» **What is expected**
With the first line as the start and the line containing "const MODE_WRITABLE: u16 = 0x017F;" as the end, write out every line of the records exactly.

» **Available data**
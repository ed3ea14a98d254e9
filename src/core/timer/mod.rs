// SPDX-License-Identifier: Apache-2.0
// Copyright 2025 itsakeyfut
//
// Licensed under the Apache License, Version 2.0 (the "License");
// you may not use this file except in compliance with the License.
// You may obtain a copy of the License at
//
//     http://www.apache.org/licenses/LICENSE-2.0
//
// Unless required by applicable law or agreed to in writing, software
// distributed under the License is distributed on an "AS IS" BASIS,
// WITHOUT WARRANTIES OR CONDITIONS OF ANY KIND, either express or implied.
// See the License for the specific language governing permissions and
// limitations under the License.

//! Timer/Counter Implementation
//!
//! Three 16-bit counters driven by the CPU clock. Counters are not ticked:
//! each channel remembers the value it had at a reference cycle and derives
//! the current value from the elapsed time. The only scheduled work is one
//! event per channel at the next cycle where an interrupt condition is met.
//!
//! ## Register Layout
//!
//! Each timer has 3 registers at 16-byte intervals:
//! - `0x1F001000 + (n * 0x10)`: Counter value (R/W)
//! - `0x1F001004 + (n * 0x10)`: Mode register (R/W)
//! - `0x1F001008 + (n * 0x10)`: Target value (R/W)
//!
//! ## Mode Register Format
//!
//! ```text
//! 12:    Reached max value (0xFFFF) - Read-only, reset on read
//! 11:    Reached target value - Read-only, reset on read
//! 10:    IRQ flag - Read-only, cleared by a mode write
//! 8:     Clock source (0 = system clock, 1 = system clock / 8)
//! 6:     IRQ repeat mode (0=one-shot, 1=repeat)
//! 5:     IRQ on max value (0xFFFF)
//! 4:     IRQ on target
//! 3:     Reset counter to 0 when target reached
//! ```

use bincode::{Decode, Encode};

use crate::core::interrupt::IrqLine;
use crate::core::memory::{decode_device_state, encode_device_state, Device, IoContext};
use crate::core::timing::{Cycle, EventAction};

#[cfg(test)]
mod tests;

/// Number of timer channels
pub const CHANNELS: usize = 3;

const RESET_ON_TARGET: u16 = 1 << 3;
const IRQ_ON_TARGET: u16 = 1 << 4;
const IRQ_ON_MAX: u16 = 1 << 5;
const IRQ_REPEAT: u16 = 1 << 6;
const CLOCK_DIV8: u16 = 1 << 8;
const IRQ_FLAG: u16 = 1 << 10;
const REACHED_TARGET: u16 = 1 << 11;
const REACHED_MAX: u16 = 1 << 12;

/// Mode bits the guest can write
const MODE_WRITABLE: u16 = 0x017F;

/// Counter period without reset-on-target
const WRAP: u32 = 0x1_0000;

/// A single timer channel
#[derive(Debug, Clone, Default, PartialEq, Eq, Encode, Decode)]
pub struct TimerChannel {
    /// Counter value at `base_cycle`
    counter: u16,

    /// Cycle the counter value was last synchronized at
    base_cycle: Cycle,

    mode: u16,

    target: u16,

    /// Read-only status bits (IRQ flag, reached target/max)
    flags: u16,
}

impl TimerChannel {
    pub fn new() -> Self {
        Self::default()
    }

    fn divider(&self) -> Cycle {
        if self.mode & CLOCK_DIV8 != 0 {
            8
        } else {
            1
        }
    }

    fn resets_on_target(&self) -> bool {
        self.mode & RESET_ON_TARGET != 0 && self.target != 0
    }

    /// Counter value after `ticks` increments from `counter`
    fn counter_after(&self, ticks: u64) -> u16 {
        let counter = self.counter as u64;
        let target = self.target as u64;
        if self.resets_on_target() {
            if counter < target {
                return ((counter + ticks) % target) as u16;
            }
            // Runs up to 0xFFFF and wraps before the target applies
            let to_wrap = WRAP as u64 - counter;
            if ticks < to_wrap {
                return (counter + ticks) as u16;
            }
            return ((ticks - to_wrap) % target) as u16;
        }
        ((counter + ticks) % WRAP as u64) as u16
    }

    /// Ticks until the counter next equals `value`, from `counter`
    fn ticks_until(&self, value: u16) -> Option<u64> {
        let counter = self.counter as u64;
        let value = value as u64;
        if self.resets_on_target() {
            let target = self.target as u64;
            if value == target {
                return Some(if counter < target {
                    target - counter
                } else {
                    WRAP as u64 - counter + target
                });
            }
            // Below the target the counter never gets past it
            if counter < target {
                return None;
            }
        }
        Some(if value > counter {
            value - counter
        } else {
            WRAP as u64 - counter + value
        })
    }

    /// Bring `counter` up to date with cycle `now`
    fn sync(&mut self, now: Cycle) {
        let divider = self.divider();
        let ticks = now.saturating_sub(self.base_cycle) / divider;
        self.counter = self.counter_after(ticks);
        self.base_cycle += ticks * divider;
    }

    /// Cycle of the next interrupt condition and which conditions it meets
    fn next_deadline(&self) -> Option<(Cycle, u16)> {
        let mut best: Option<(u64, u16)> = None;
        let mut consider = |ticks: Option<u64>, flag: u16| {
            if let Some(ticks) = ticks {
                best = match best {
                    Some((t, f)) if t == ticks => Some((t, f | flag)),
                    Some((t, f)) if t < ticks => Some((t, f)),
                    _ => Some((ticks, flag)),
                };
            }
        };
        if self.mode & IRQ_ON_TARGET != 0 {
            consider(self.ticks_until(self.target), REACHED_TARGET);
        }
        if self.mode & IRQ_ON_MAX != 0 {
            consider(self.ticks_until(0xFFFF), REACHED_MAX);
        }
        best.map(|(ticks, flags)| (self.base_cycle + ticks * self.divider(), flags))
    }

    /// Current counter value at cycle `now`
    pub fn read_counter(&mut self, now: Cycle) -> u16 {
        self.sync(now);
        self.counter
    }

    pub fn write_counter(&mut self, now: Cycle, value: u16) {
        self.sync(now);
        self.counter = value;
    }

    /// Reading the mode clears the reached flags
    pub fn read_mode(&mut self, now: Cycle) -> u16 {
        self.sync(now);
        let value = self.mode | self.flags;
        self.flags &= !(REACHED_TARGET | REACHED_MAX);
        value
    }

    /// Writing the mode restarts the counter and clears all flags
    pub fn write_mode(&mut self, now: Cycle, value: u16) {
        self.mode = value & MODE_WRITABLE;
        self.counter = 0;
        self.base_cycle = now;
        self.flags = 0;
        log::debug!(
            "Timer mode 0x{:04X}: target_irq={} max_irq={} div8={}",
            self.mode,
            self.mode & IRQ_ON_TARGET != 0,
            self.mode & IRQ_ON_MAX != 0,
            self.mode & CLOCK_DIV8 != 0
        );
    }

    pub fn read_target(&self) -> u16 {
        self.target
    }

    pub fn write_target(&mut self, now: Cycle, value: u16) {
        self.sync(now);
        self.target = value;
    }

    /// Whether the channel has raised its interrupt since the last mode write
    pub fn irq_pending(&self) -> bool {
        self.flags & IRQ_FLAG != 0
    }

    /// Serve a due interrupt condition; returns whether to raise the line
    fn expire(&mut self, now: Cycle) -> bool {
        let Some((deadline, reached)) = self.next_deadline() else {
            return false;
        };
        if deadline > now {
            return false;
        }
        self.sync(now);
        self.flags |= reached;

        let raise = self.flags & IRQ_FLAG == 0 || self.mode & IRQ_REPEAT != 0;
        self.flags |= IRQ_FLAG;
        raise
    }
}

/// Snapshot form of the timer block
#[derive(Debug, Clone, PartialEq, Eq, Encode, Decode)]
struct TimersState {
    channels: Vec<TimerChannel>,
}

/// Timer block with three channels
///
/// Channel `n` owns scheduler event tag `n`.
///
/// # Example
///
/// ```
/// use vmcore::core::timer::Timers;
///
/// let timers = Timers::new();
/// assert_eq!(timers.channel(0).read_target(), 0);
/// ```
#[derive(Debug, Default)]
pub struct Timers {
    channels: [TimerChannel; CHANNELS],
}

impl Timers {
    pub fn new() -> Self {
        Self::default()
    }

    #[inline(always)]
    pub fn channel(&self, index: usize) -> &TimerChannel {
        &self.channels[index]
    }

    /// Event names, indexed by channel
    pub const EVENT_NAMES: [&'static str; CHANNELS] = ["timer0", "timer1", "timer2"];

    /// Re-arm or cancel the channel's event after a register change
    fn reschedule(&self, index: usize, ctx: &mut IoContext) {
        match self.channels[index].next_deadline() {
            Some((deadline, _)) => {
                log::trace!("Timer {} next interrupt at cycle {}", index, deadline);
                ctx.schedule_at(index as u32, deadline)
            }
            None => ctx.cancel(index as u32),
        }
    }
}

impl Device for Timers {
    fn name(&self) -> &str {
        "timers"
    }

    fn read_register(&mut self, offset: u32, ctx: &mut IoContext) -> u32 {
        let index = (offset >> 4) as usize;
        let now = ctx.now();
        let Some(channel) = self.channels.get_mut(index) else {
            return 0;
        };
        match offset & 0xF {
            0x0 => channel.read_counter(now) as u32,
            0x4 => channel.read_mode(now) as u32,
            0x8 => channel.read_target() as u32,
            _ => 0,
        }
    }

    fn write_register(&mut self, offset: u32, value: u32, ctx: &mut IoContext) {
        let index = (offset >> 4) as usize;
        let now = ctx.now();
        let Some(channel) = self.channels.get_mut(index) else {
            log::debug!("Write to unknown timer register +0x{:X}", offset);
            return;
        };
        match offset & 0xF {
            0x0 => channel.write_counter(now, value as u16),
            0x4 => channel.write_mode(now, value as u16),
            0x8 => channel.write_target(now, value as u16),
            _ => return,
        }
        self.reschedule(index, ctx);
    }

    fn on_event(&mut self, tag: u32, ctx: &mut IoContext) -> EventAction {
        let index = tag as usize;
        let Some(channel) = self.channels.get_mut(index) else {
            return EventAction::Continue;
        };
        if channel.expire(ctx.now()) {
            log::trace!("Timer {} IRQ at cycle {}", index, ctx.now());
            ctx.raise_irq(IrqLine::timer(index));
        }
        self.reschedule(index, ctx);
        EventAction::Continue
    }

    fn reset(&mut self, _hard: bool) {
        self.channels = Default::default();
    }

    fn save_state(&self) -> Vec<u8> {
        encode_device_state(&TimersState {
            channels: self.channels.to_vec(),
        })
    }

    fn load_state(&mut self, data: &[u8]) -> std::result::Result<(), String> {
        let state: TimersState = decode_device_state(data)?;
        if state.channels.len() != CHANNELS {
            return Err(format!("expected {} channels", CHANNELS));
        }
        self.channels.clone_from_slice(&state.channels);
        Ok(())
    }
}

» **Exercise solution**
repository ed3ea14a98d254e9
filename src/core/timer/mod.rs
// SPDX-License-Identifier: Apache-2.0
// Copyright 2025 itsakeyfut
//
// Licensed under the Apache License, Version 2.0 (the "License");
// you may not use this file except in compliance with the License.
// You may obtain a copy of the License at
//
//     http://www.apache.org/licenses/LICENSE-2.0
//
// Unless required by applicable law or agreed to in writing, software
// distributed under the License is distributed on an "AS IS" BASIS,
// WITHOUT WARRANTIES OR CONDITIONS OF ANY KIND, either express or implied.
// See the License for the specific language governing permissions and
// limitations under the License.

//! Timer/Counter Implementation
//!
//! Three 16-bit counters driven by the CPU clock. Counters are not ticked:
//! each channel remembers the value it had at a reference cycle and derives
//! the current value from the elapsed time. The only scheduled work is one
//! event per channel at the next cycle where an interrupt condition is met.
//!
//! ## Register Layout
//!
//! Each timer has 3 registers at 16-byte intervals:
//! - `0x1F001000 + (n * 0x10)`: Counter value (R/W)
//! - `0x1F001004 + (n * 0x10)`: Mode register (R/W)
//! - `0x1F001008 + (n * 0x10)`: Target value (R/W)
//!
//! ## Mode Register Format
//!
//! ```text
//! 12:    Reached max value (0xFFFF) - Read-only, reset on read
//! 11:    Reached target value - Read-only, reset on read
//! 10:    IRQ flag - Read-only, cleared by a mode write
//! 8:     Clock source (0 = system clock, 1 = system clock / 8)
//! 6:     IRQ repeat mode (0=one-shot, 1=repeat)
//! 5:     IRQ on max value (0xFFFF)
//! 4:     IRQ on target
//! 3:     Reset counter to 0 when target reached
//! ```

use bincode::{Decode, Encode};

use crate::core::interrupt::IrqLine;
use crate::core::memory::{decode_device_state, encode_device_state, Device, IoContext};
use crate::core::timing::{Cycle, EventAction};

#[cfg(test)]
mod tests;

/// Number of timer channels
pub const CHANNELS: usize = 3;

const RESET_ON_TARGET: u16 = 1 << 3;
const IRQ_ON_TARGET: u16 = 1 << 4;
const IRQ_ON_MAX: u16 = 1 << 5;
const IRQ_REPEAT: u16 = 1 << 6;
const CLOCK_DIV8: u16 = 1 << 8;
const IRQ_FLAG: u16 = 1 << 10;
const REACHED_TARGET: u16 = 1 << 11;
const REACHED_MAX: u16 = 1 << 12;

/// Mode bits the guest can write
const MODE_WRITABLE: u16 = 0x017F;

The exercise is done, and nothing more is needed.